#### Working data
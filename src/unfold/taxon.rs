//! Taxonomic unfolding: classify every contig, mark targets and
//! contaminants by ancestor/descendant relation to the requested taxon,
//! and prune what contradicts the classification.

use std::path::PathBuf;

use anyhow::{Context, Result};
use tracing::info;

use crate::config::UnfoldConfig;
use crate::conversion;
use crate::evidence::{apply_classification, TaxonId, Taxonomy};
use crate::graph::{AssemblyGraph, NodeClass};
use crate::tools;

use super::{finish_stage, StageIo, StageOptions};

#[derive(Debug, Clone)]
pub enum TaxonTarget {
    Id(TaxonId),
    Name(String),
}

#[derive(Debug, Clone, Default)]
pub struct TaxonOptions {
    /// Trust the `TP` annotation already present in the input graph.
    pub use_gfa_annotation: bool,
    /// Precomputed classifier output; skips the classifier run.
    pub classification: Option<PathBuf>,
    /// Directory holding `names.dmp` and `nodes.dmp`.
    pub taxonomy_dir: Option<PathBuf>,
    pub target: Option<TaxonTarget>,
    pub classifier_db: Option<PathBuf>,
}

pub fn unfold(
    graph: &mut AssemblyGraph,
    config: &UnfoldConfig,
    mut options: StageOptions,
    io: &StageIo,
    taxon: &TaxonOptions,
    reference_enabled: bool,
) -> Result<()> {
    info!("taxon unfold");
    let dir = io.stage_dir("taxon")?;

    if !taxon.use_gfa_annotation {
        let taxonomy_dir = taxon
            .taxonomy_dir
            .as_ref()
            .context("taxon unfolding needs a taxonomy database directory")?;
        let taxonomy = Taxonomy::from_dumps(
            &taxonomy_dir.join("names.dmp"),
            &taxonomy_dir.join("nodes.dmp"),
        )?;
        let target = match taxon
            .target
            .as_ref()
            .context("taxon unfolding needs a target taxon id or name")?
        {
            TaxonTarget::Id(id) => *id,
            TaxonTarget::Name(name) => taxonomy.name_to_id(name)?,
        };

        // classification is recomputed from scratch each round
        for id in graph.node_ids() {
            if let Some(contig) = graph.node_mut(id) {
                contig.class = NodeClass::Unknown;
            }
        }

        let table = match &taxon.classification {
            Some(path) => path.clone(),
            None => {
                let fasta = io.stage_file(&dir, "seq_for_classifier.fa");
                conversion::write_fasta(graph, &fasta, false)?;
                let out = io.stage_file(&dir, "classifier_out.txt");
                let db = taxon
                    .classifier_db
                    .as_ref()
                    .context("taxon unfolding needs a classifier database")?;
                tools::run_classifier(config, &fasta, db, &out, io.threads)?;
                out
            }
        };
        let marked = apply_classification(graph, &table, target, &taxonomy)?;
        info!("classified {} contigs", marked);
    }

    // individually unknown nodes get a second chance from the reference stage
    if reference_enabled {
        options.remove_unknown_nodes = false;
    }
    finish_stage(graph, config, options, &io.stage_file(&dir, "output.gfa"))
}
---
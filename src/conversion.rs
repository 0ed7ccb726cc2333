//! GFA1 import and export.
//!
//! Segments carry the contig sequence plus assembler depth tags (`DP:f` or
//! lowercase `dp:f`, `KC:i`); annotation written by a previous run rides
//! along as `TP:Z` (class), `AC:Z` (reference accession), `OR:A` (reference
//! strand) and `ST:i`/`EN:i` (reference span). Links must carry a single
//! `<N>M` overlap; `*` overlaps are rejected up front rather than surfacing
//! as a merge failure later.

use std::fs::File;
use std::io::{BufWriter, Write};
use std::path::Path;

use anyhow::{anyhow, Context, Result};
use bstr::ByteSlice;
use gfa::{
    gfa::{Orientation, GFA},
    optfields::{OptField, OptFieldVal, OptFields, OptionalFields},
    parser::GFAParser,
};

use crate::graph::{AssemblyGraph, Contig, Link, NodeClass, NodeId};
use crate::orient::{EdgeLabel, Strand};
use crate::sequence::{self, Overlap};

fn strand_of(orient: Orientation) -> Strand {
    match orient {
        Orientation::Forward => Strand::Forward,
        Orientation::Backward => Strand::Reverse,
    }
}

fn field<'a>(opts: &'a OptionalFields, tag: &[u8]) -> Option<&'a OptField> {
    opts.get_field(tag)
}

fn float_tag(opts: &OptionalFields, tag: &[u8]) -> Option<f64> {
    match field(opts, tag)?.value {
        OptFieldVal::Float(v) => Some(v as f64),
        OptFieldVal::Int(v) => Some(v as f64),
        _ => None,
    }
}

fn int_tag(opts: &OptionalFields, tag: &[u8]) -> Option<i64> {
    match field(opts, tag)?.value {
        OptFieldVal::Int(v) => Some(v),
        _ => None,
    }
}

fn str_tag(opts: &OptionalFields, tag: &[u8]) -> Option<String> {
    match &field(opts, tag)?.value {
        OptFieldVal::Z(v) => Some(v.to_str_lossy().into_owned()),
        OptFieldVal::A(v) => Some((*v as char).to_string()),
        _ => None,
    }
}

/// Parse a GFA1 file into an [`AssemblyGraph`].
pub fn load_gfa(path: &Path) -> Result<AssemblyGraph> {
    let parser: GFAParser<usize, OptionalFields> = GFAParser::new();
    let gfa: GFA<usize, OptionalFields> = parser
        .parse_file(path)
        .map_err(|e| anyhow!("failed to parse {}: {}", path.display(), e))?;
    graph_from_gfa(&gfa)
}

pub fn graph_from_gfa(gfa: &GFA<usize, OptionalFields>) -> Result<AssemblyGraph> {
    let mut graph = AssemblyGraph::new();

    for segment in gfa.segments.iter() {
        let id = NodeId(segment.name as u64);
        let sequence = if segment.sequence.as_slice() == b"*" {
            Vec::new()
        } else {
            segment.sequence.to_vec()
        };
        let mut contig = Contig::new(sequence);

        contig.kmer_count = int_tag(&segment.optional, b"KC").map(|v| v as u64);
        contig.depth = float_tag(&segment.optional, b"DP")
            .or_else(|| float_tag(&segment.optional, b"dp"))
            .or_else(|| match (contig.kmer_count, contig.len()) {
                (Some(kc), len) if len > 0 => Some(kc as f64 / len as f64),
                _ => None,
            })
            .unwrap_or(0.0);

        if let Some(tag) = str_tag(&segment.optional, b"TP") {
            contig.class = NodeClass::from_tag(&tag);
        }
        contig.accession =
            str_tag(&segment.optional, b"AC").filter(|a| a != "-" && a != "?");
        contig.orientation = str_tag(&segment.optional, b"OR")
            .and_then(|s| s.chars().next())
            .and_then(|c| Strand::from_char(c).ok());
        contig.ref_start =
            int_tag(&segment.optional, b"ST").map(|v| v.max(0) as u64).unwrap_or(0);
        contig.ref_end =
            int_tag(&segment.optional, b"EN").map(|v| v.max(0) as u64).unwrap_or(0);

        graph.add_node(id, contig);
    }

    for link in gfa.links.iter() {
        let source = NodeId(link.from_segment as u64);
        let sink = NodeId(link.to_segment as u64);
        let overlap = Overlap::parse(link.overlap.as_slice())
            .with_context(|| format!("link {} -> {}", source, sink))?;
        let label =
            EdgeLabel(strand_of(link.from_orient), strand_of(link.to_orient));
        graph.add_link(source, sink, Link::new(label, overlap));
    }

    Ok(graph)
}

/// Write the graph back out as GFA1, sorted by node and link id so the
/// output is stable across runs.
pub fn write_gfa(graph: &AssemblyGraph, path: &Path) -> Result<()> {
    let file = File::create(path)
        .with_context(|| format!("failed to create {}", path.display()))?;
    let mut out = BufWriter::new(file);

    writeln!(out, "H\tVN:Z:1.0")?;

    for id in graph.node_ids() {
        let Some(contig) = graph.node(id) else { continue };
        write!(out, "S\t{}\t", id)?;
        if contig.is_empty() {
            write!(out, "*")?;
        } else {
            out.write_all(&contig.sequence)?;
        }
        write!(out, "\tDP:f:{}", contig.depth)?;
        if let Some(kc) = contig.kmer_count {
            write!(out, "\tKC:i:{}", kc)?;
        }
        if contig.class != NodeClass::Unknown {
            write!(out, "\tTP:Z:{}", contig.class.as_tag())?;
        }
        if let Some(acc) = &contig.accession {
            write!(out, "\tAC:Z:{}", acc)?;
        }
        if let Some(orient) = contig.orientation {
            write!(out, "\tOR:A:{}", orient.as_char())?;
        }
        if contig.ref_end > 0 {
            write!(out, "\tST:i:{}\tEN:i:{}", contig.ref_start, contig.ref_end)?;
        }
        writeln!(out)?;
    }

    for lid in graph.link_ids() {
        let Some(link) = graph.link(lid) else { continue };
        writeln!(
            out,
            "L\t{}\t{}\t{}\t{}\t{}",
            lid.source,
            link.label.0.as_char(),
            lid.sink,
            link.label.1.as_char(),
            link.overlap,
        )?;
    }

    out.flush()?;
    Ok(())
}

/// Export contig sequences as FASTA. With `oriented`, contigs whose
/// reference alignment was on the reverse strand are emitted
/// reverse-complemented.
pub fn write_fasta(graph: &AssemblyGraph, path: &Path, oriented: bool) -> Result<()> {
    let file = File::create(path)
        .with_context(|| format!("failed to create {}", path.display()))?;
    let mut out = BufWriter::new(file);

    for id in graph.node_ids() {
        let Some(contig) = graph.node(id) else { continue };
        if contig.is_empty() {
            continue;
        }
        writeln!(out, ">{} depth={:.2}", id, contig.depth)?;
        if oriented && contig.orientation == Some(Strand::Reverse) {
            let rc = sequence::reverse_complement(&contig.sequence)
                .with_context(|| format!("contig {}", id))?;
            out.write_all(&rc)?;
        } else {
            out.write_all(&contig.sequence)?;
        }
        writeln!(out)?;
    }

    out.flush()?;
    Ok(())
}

#### What to produce
Pick out the lines above that hold the string "Debug" and show them.

#### Solution to this exercise
#[derive(Debug, Clone)]
#[derive(Debug, Clone, Default)]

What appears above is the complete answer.